◆ AIM OF THE TASK:
Everything from the first line of the material below through the line containing "# Environment Variables" is to be printed exactly, and nothing more.

§

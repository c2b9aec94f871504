//! Configuration Module
//!
//! Loads server configuration from environment variables, after an optional
//! `.env` file has been read into the environment.

use std::env;
use std::str::FromStr;

use crate::cache::DEFAULT_MAX_ENTRIES;

/// Default SERP cache TTL: 15 minutes
pub const DEFAULT_SERP_CACHE_TTL: f64 = 900.0;

pub const DEFAULT_DATAFORSEO_API_URL: &str =
    "https://api.dataforseo.com/v3/serp/google/organic/live/regular";
pub const DEFAULT_OPENAI_API_URL: &str = "https://api.openai.com/v1/chat/completions";
pub const DEFAULT_OPENAI_MODEL: &str = "gpt-4o-mini";

/// Values shipped in `.env.example` that mean "not configured".
const PLACEHOLDER_CREDENTIALS: &[&str] = &[
    "your_dataforseo_login_here",
    "your_dataforseo_password_here",
    "your_openai_api_key_here",
];

/// Server configuration parameters.
#[derive(Debug, Clone)]
pub struct Config {
    /// HTTP server port
    pub server_port: u16,
    /// Capacity guard high-water mark
    pub cache_max_entries: usize,
    /// TTL in seconds for cached SERP results
    pub serp_cache_ttl: f64,
    pub dataforseo_login: Option<String>,
    pub dataforseo_password: Option<String>,
    pub dataforseo_api_url: String,
    pub openai_api_key: Option<String>,
    pub openai_model: String,
    pub openai_api_url: String,
}

impl Config {
    /// Creates a new Config by loading values from environment variables.
    ///
    /// # Environment Variables
    /// - `SERVER_PORT` - HTTP server port (default: 3000)
    /// - `CACHE_MAX_ENTRIES` - Capacity guard mark (default: 500)
    /// - `SERP_CACHE_TTL` - SERP cache TTL in seconds (default: 900)
    /// - `DATAFORSEO_LOGIN`, `DATAFORSEO_PASSWORD` - SERP provider credentials
    /// - `DATAFORSEO_API_URL` - SERP provider endpoint
    /// - `OPENAI_API_KEY`, `OPENAI_MODEL`, `OPENAI_API_URL` - keyword model
    pub fn from_env() -> Self {
        let defaults = Self::default();
        Self {
            server_port: parse_var("SERVER_PORT").unwrap_or(defaults.server_port),
            cache_max_entries: parse_var("CACHE_MAX_ENTRIES")
                .unwrap_or(defaults.cache_max_entries),
            serp_cache_ttl: parse_var("SERP_CACHE_TTL")
                .filter(|ttl: &f64| ttl.is_finite() && *ttl > 0.0)
                .unwrap_or(defaults.serp_cache_ttl),
            dataforseo_login: credential_var("DATAFORSEO_LOGIN"),
            dataforseo_password: credential_var("DATAFORSEO_PASSWORD"),
            dataforseo_api_url: env::var("DATAFORSEO_API_URL")
                .unwrap_or(defaults.dataforseo_api_url),
            openai_api_key: credential_var("OPENAI_API_KEY"),
            openai_model: env::var("OPENAI_MODEL").unwrap_or(defaults.openai_model),
            openai_api_url: env::var("OPENAI_API_URL").unwrap_or(defaults.openai_api_url),
        }
    }
}

impl Default for Config {
    fn default() -> Self {
        Self {
            server_port: 3000,
            cache_max_entries: DEFAULT_MAX_ENTRIES,
            serp_cache_ttl: DEFAULT_SERP_CACHE_TTL,
            dataforseo_login: None,
            dataforseo_password: None,
            dataforseo_api_url: DEFAULT_DATAFORSEO_API_URL.to_string(),
            openai_api_key: None,
            openai_model: DEFAULT_OPENAI_MODEL.to_string(),
            openai_api_url: DEFAULT_OPENAI_API_URL.to_string(),
        }
    }
}

fn parse_var<T: FromStr>(name: &str) -> Option<T> {
    env::var(name).ok().and_then(|v| v.trim().parse().ok())
}

fn credential_var(name: &str) -> Option<String> {
    env::var(name).ok().and_then(normalize_credential)
}

/// Drops empty values and `.env.example` placeholders.
pub fn normalize_credential(raw: String) -> Option<String> {
    let trimmed = raw.trim();
    if trimmed.is_empty() || PLACEHOLDER_CREDENTIALS.contains(&trimmed) {
        None
    } else {
        Some(trimmed.to_string())
    }
}

#[cfg(test)]
mod tests {
    use super::*;

    #[test]
    fn test_config_default() {
        let config = Config::default();
        assert_eq!(config.server_port, 3000);
        assert_eq!(config.cache_max_entries, 500);
        assert_eq!(config.serp_cache_ttl, 900.0);
        assert!(config.dataforseo_login.is_none());
        assert_eq!(config.openai_model, "gpt-4o-mini");
    }

    #[test]
    fn test_config_from_env_defaults() {
        env::remove_var("SERVER_PORT");
        env::remove_var("CACHE_MAX_ENTRIES");
        env::remove_var("SERP_CACHE_TTL");

        let config = Config::from_env();
        assert_eq!(config.server_port, 3000);
        assert_eq!(config.cache_max_entries, 500);
        assert_eq!(config.serp_cache_ttl, 900.0);
    }

    #[test]
    fn test_placeholder_credentials_are_unset() {
        assert_eq!(normalize_credential("your_dataforseo_login_here".into()), None);
        assert_eq!(normalize_credential("   ".into()), None);
        assert_eq!(
            normalize_credential(" user@example.com ".into()),
            Some("user@example.com".to_string())
        );
    }
}
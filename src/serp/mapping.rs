//! Maps the DataForSEO live SERP response to the application's result shape.

use serde::{Deserialize, Serialize};
use serde_json::Value;

use crate::error::{AppError, Result};

/// Maximum number of organic results returned to the client
pub const MAX_RESULTS: usize = 10;

/// One organic search result, positioned from 1.
#[derive(Debug, Clone, PartialEq, Eq, Serialize, Deserialize)]
pub struct SearchResult {
    pub title: String,
    pub url: String,
    pub description: String,
    pub position: usize,
}

/// Extracts up to ten organic results from a provider response.
///
/// Non-organic items (ads, knowledge graph, related searches) are skipped
/// before positions are assigned, so positions are always `1..=n`.
pub fn map_organic_results(data: &Value) -> Result<Vec<SearchResult>> {
    let task_result = data
        .get("tasks")
        .and_then(|tasks| tasks.get(0))
        .and_then(|task| task.get("result"))
        .filter(|result| !result.is_null())
        .ok_or_else(|| {
            AppError::InvalidUpstreamResponse("Invalid response from DataForSEO API".to_string())
        })?;

    let items = task_result
        .get(0)
        .and_then(|first| first.get("items"))
        .and_then(Value::as_array)
        .map(Vec::as_slice)
        .unwrap_or(&[]);

    let results = items
        .iter()
        .filter(|item| item.get("type").and_then(Value::as_str) == Some("organic"))
        .take(MAX_RESULTS)
        .enumerate()
        .map(|(index, item)| SearchResult {
            title: text_or(item, "title", "No title available"),
            url: text_or(item, "url", "#"),
            description: text_or(item, "description", "No description available"),
            position: index + 1,
        })
        .collect();

    Ok(results)
}

/// Non-empty string field, or the fallback.
fn text_or(item: &Value, field: &str, fallback: &str) -> String {
    item.get(field)
        .and_then(Value::as_str)
        .filter(|s| !s.is_empty())
        .unwrap_or(fallback)
        .to_string()
}

#[cfg(test)]
mod tests {
    use super::*;
    use serde_json::json;

    fn mixed_response() -> Value {
        let organic = |n: u32| {
            json!({
                "type": "organic",
                "title": format!("Result {}", n),
                "url": format!("https://example.com/{}", n),
                "description": format!("Description {}", n),
            })
        };
        json!({
            "tasks": [{
                "result": [{
                    "items": [
                        organic(1),
                        {"type": "paid", "title": "Ad 1", "url": "https://ad.example.com/1"},
                        organic(2), organic(3), organic(4),
                        {"type": "related_searches", "items": ["related search 1"]},
                        organic(5), organic(6), organic(7), organic(8), organic(9),
                        {"type": "knowledge_graph", "title": "Knowledge Graph"},
                        organic(10), organic(11), organic(12),
                    ]
                }]
            }]
        })
    }

    #[test]
    fn test_filters_out_non_organic_results() {
        let results = map_organic_results(&mixed_response()).unwrap();
        assert!(!results.iter().any(|r| r.title.contains("Ad ")));
        assert!(!results.iter().any(|r| r.title.contains("Knowledge Graph")));
    }

    #[test]
    fn test_limits_to_ten_results() {
        let results = map_organic_results(&mixed_response()).unwrap();
        assert_eq!(results.len(), 10);
        assert!(!results.iter().any(|r| r.title == "Result 11"));
        assert_eq!(results[9].title, "Result 10");
    }

    #[test]
    fn test_positions_are_sequential() {
        let results = map_organic_results(&mixed_response()).unwrap();
        for (index, result) in results.iter().enumerate() {
            assert_eq!(result.position, index + 1);
        }
    }

    #[test]
    fn test_missing_fields_use_fallbacks() {
        let data = json!({
            "tasks": [{"result": [{"items": [
                {"type": "organic"},
                {"type": "organic", "title": "Complete Item", "url": "https://example.com", "description": "A description"}
            ]}]}]
        });

        let results = map_organic_results(&data).unwrap();
        assert_eq!(results[0].title, "No title available");
        assert_eq!(results[0].url, "#");
        assert_eq!(results[0].description, "No description available");
        assert_eq!(results[1].title, "Complete Item");
    }

    #[test]
    fn test_empty_items_yield_no_results() {
        let data = json!({"tasks": [{"result": [{"items": null}]}]});
        assert!(map_organic_results(&data).unwrap().is_empty());

        let data = json!({"tasks": [{"result": []}]});
        assert!(map_organic_results(&data).unwrap().is_empty());
    }

    #[test]
    fn test_invalid_shape_is_rejected() {
        for data in [json!({}), json!({"tasks": []}), json!({"tasks": [{"result": null}]})] {
            let err = map_organic_results(&data).unwrap_err();
            assert!(matches!(err, AppError::InvalidUpstreamResponse(_)));
            assert_eq!(err.to_string(), "Invalid response from DataForSEO API");
        }
    }
}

§

◆ RESULT:
repository c2b9aec94f871504
//! Configuration Module
//!
//! Loads server configuration from environment variables, after an optional
//! `.env` file has been read into the environment.

use std::env;
use std::str::FromStr;

use crate::cache::DEFAULT_MAX_ENTRIES;

/// Default SERP cache TTL: 15 minutes
pub const DEFAULT_SERP_CACHE_TTL: f64 = 900.0;

pub const DEFAULT_DATAFORSEO_API_URL: &str =
    "https://api.dataforseo.com/v3/serp/google/organic/live/regular";
pub const DEFAULT_OPENAI_API_URL: &str = "https://api.openai.com/v1/chat/completions";
pub const DEFAULT_OPENAI_MODEL: &str = "gpt-4o-mini";

/// Values shipped in `.env.example` that mean "not configured".
const PLACEHOLDER_CREDENTIALS: &[&str] = &[
    "your_dataforseo_login_here",
    "your_dataforseo_password_here",
    "your_openai_api_key_here",
];

/// Server configuration parameters.
#[derive(Debug, Clone)]
pub struct Config {
    /// HTTP server port
    pub server_port: u16,
    /// Capacity guard high-water mark
    pub cache_max_entries: usize,
    /// TTL in seconds for cached SERP results
    pub serp_cache_ttl: f64,
    pub dataforseo_login: Option<String>,
    pub dataforseo_password: Option<String>,
    pub dataforseo_api_url: String,
    pub openai_api_key: Option<String>,
    pub openai_model: String,
    pub openai_api_url: String,
}

impl Config {
    /// Creates a new Config by loading values from environment variables.
    ///
    /// # Environment Variables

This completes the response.